• What is needed:
What is needed is the whole of the data, set down exactly.

Material shown: Begin

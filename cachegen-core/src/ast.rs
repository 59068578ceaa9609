/// One decoded DSL statement.
///
/// Tokens are kept as written. Resolving them against constants and
/// declared names is left to the semantic layer.
#[derive(Debug, Clone, PartialEq, Eq)]
pub enum Statement {
    /// Blank line, comment-only line or lone `;`.
    Empty,
    Namespace(String),
    Const {
        name: String,
        value: String,
    },
    Type {
        name: String,
        family: String,
        args: Vec<String>,
    },
    Create {
        name: String,
        type_name: String,
        size: Option<String>,
    },
    Connect(ConnectStatement),
}

#[derive(Debug, Clone, PartialEq, Eq)]
pub struct ConnectStatement {
    pub client: String,
    /// `[HI:LO]` or `[N]`; `None` means the whole client array.
    pub range: Option<IndexRange>,
    pub manager: String,
    pub index: Option<String>,
}

#[derive(Debug, Clone, PartialEq, Eq)]
pub struct IndexRange {
    pub start: String,
    pub end: Option<String>,
}

impl Statement {
    pub fn is_empty(&self) -> bool {
        matches!(self, Statement::Empty)
    }
}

Material shown: End

• Response box:
filename cachegen-core/src/ast.rs
repository 59068578ceaa9609
/// One decoded DSL statement.
///
/// Tokens are kept as written. Resolving them against constants and
/// declared names is left to the semantic layer.
#[derive(Debug, Clone, PartialEq, Eq)]
pub enum Statement {
    /// Blank line, comment-only line or lone `;`.
    Empty,
    Namespace(String),
    Const {
        name: String,
        value: String,
    },
    Type {
        name: String,
        family: String,
        args: Vec<String>,
    },
    Create {
        name: String,
        type_name: String,
        size: Option<String>,
    },
    Connect(ConnectStatement),
}

#[derive(Debug, Clone, PartialEq, Eq)]
pub struct ConnectStatement {
    pub client: String,
    /// `[HI:LO]` or `[N]`; `None` means the whole client array.
    pub range: Option<IndexRange>,
    pub manager: String,
    pub index: Option<String>,
}

#[derive(Debug, Clone, PartialEq, Eq)]
pub struct IndexRange {
    pub start: String,
    pub end: Option<String>,
}

impl Statement {
    pub fn is_empty(&self) -> bool {
        matches!(self, Statement::Empty)
    }
}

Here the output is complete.